Data shown:
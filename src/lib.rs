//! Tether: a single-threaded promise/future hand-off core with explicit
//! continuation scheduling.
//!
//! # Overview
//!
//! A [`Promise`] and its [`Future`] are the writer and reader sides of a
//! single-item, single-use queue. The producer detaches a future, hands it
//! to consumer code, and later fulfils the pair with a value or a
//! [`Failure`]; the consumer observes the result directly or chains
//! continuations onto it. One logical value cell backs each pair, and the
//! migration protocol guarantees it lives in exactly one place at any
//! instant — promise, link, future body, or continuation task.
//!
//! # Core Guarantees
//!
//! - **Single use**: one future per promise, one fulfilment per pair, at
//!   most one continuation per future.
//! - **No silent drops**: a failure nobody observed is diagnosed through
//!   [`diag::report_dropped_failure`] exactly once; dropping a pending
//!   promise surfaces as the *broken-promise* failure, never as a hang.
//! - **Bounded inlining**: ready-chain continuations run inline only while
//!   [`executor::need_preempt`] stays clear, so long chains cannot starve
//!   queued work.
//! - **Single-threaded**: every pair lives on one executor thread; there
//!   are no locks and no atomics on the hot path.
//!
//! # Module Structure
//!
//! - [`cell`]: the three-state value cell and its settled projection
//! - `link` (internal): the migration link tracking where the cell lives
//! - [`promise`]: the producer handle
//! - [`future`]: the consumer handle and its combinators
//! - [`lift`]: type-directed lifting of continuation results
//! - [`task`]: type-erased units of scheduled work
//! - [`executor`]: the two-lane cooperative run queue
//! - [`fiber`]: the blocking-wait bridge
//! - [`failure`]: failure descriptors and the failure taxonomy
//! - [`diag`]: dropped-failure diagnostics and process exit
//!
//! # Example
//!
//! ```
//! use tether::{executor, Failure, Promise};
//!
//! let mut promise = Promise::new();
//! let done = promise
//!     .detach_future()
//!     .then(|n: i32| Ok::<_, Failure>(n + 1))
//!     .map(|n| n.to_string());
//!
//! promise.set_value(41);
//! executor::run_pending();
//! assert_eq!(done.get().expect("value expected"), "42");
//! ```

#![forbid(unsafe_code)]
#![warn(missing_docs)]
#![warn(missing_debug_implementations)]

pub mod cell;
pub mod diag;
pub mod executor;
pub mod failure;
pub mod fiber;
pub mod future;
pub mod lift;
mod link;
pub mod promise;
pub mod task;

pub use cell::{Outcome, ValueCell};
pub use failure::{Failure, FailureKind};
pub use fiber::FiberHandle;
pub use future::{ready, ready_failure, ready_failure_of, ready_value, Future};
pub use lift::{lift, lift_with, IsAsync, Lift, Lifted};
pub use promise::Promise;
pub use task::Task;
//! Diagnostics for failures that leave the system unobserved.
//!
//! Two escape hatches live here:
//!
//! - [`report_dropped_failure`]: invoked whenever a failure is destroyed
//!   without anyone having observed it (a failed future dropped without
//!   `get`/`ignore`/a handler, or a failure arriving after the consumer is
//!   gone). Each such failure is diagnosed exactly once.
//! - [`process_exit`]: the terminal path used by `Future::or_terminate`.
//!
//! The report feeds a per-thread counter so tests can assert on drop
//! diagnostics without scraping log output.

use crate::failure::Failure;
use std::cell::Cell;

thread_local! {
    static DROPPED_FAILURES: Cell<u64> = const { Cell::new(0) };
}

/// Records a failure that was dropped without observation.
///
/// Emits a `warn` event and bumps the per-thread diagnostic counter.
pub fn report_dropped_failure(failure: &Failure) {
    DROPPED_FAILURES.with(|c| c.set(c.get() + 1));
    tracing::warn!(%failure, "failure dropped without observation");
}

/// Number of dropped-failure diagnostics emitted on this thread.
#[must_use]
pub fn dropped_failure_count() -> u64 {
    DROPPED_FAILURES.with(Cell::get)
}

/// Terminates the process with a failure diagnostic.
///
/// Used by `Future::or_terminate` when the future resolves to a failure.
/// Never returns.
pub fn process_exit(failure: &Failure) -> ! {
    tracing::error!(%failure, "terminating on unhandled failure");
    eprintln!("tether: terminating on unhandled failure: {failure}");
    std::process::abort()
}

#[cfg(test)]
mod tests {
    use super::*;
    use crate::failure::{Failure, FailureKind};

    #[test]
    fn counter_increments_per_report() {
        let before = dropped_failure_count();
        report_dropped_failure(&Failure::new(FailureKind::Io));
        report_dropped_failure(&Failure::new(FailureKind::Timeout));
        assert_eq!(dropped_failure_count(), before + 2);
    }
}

Task item:
Only one stretch of the records above is wanted: the lines between the one holding "pub use task::Task;" and the one holding "DROPPED_FAILURES.with(|c| c.set(c.get() +", inclusive, reproduced exactly.

Result:
pub use task::Task;
//! Diagnostics for failures that leave the system unobserved.
//!
//! Two escape hatches live here:
//!
//! - [`report_dropped_failure`]: invoked whenever a failure is destroyed
//!   without anyone having observed it (a failed future dropped without
//!   `get`/`ignore`/a handler, or a failure arriving after the consumer is
//!   gone). Each such failure is diagnosed exactly once.
//! - [`process_exit`]: the terminal path used by `Future::or_terminate`.
//!
//! The report feeds a per-thread counter so tests can assert on drop
//! diagnostics without scraping log output.

use crate::failure::Failure;
use std::cell::Cell;

thread_local! {
    static DROPPED_FAILURES: Cell<u64> = const { Cell::new(0) };
}

/// Records a failure that was dropped without observation.
///
/// Emits a `warn` event and bumps the per-thread diagnostic counter.
pub fn report_dropped_failure(failure: &Failure) {
    DROPPED_FAILURES.with(|c| c.set(c.get() + 1));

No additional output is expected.